## Problem
Please repeat the lines of the material below exactly, starting with the one that contains "return Ok(SUCCESS);" and ending with the last.
=== Data supplied ===
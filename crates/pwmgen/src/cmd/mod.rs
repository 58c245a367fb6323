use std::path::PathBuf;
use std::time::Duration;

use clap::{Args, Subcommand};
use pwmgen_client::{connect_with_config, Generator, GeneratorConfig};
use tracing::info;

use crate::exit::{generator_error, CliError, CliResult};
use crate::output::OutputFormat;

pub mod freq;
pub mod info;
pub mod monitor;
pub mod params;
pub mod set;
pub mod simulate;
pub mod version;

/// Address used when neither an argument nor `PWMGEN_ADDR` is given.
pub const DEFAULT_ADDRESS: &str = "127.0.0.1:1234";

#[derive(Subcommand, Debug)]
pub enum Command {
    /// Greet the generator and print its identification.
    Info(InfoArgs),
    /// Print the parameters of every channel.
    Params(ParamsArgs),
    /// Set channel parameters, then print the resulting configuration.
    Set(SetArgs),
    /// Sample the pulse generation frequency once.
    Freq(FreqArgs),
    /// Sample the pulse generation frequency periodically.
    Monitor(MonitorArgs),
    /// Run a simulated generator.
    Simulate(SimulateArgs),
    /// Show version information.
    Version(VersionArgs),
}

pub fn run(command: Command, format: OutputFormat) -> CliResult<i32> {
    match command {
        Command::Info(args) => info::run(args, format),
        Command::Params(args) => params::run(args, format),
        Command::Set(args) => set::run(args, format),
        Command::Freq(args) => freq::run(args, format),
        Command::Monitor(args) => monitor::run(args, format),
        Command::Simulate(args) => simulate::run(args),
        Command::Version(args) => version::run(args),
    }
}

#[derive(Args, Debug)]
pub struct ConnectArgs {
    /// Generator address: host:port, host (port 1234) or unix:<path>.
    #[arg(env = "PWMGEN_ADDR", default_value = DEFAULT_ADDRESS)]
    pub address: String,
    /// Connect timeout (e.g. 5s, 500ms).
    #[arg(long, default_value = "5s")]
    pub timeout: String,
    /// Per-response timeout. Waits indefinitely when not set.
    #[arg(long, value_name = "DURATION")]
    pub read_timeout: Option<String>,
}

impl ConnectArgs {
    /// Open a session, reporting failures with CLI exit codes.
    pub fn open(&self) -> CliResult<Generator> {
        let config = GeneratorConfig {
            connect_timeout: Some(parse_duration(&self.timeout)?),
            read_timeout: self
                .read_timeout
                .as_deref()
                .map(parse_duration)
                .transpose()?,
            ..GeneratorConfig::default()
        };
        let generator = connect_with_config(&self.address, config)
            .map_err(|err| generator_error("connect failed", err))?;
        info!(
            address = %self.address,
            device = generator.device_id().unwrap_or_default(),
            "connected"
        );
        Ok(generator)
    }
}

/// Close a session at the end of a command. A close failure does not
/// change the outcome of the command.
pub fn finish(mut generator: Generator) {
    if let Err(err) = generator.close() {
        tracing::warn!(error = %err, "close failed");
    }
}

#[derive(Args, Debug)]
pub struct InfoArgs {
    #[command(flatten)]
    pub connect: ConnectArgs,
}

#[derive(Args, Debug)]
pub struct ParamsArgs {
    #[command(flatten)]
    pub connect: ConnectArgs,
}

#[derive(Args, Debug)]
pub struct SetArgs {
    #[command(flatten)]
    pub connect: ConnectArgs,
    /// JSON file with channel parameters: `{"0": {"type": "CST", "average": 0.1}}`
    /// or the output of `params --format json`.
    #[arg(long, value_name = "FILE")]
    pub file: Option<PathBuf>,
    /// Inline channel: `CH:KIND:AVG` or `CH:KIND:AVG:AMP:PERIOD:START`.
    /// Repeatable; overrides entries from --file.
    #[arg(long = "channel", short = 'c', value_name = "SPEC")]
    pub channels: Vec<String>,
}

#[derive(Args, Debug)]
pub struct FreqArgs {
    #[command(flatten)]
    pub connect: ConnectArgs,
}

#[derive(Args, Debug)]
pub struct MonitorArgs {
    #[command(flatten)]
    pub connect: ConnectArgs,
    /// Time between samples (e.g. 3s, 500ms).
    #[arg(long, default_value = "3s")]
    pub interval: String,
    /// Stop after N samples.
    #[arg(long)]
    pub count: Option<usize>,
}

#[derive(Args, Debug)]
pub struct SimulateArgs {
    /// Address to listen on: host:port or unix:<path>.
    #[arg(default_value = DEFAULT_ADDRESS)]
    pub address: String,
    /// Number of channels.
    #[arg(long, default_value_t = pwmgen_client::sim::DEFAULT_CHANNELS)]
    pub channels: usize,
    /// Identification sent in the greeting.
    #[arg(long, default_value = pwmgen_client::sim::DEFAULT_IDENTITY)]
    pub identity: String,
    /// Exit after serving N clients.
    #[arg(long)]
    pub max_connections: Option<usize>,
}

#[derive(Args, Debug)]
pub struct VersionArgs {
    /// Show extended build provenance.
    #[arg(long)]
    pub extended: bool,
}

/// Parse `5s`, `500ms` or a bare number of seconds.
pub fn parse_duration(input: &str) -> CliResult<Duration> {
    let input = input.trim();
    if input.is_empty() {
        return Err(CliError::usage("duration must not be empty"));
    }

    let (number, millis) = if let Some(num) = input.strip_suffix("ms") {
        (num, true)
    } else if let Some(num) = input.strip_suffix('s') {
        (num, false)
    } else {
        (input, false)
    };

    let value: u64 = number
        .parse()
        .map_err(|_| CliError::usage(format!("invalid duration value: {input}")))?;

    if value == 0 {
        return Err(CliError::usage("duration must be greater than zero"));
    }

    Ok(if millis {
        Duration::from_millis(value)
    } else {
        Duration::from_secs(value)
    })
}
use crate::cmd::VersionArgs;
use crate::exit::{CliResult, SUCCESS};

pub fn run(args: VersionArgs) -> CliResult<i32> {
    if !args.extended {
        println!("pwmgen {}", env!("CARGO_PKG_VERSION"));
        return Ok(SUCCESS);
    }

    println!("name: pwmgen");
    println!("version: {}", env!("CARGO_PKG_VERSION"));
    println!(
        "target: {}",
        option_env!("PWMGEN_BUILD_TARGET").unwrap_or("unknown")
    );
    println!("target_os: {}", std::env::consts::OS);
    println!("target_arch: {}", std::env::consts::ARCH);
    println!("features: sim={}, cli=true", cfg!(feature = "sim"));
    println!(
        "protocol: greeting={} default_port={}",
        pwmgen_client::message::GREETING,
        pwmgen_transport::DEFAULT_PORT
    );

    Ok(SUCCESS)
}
===
## Task answer
        return Ok(SUCCESS);
    }

    println!("name: pwmgen");
    println!("version: {}", env!("CARGO_PKG_VERSION"));
    println!(
        "target: {}",
        option_env!("PWMGEN_BUILD_TARGET").unwrap_or("unknown")
    );
    println!("target_os: {}", std::env::consts::OS);
    println!("target_arch: {}", std::env::consts::ARCH);
    println!("features: sim={}, cli=true", cfg!(feature = "sim"));
    println!(
        "protocol: greeting={} default_port={}",
        pwmgen_client::message::GREETING,
        pwmgen_transport::DEFAULT_PORT
    );

    Ok(SUCCESS)
}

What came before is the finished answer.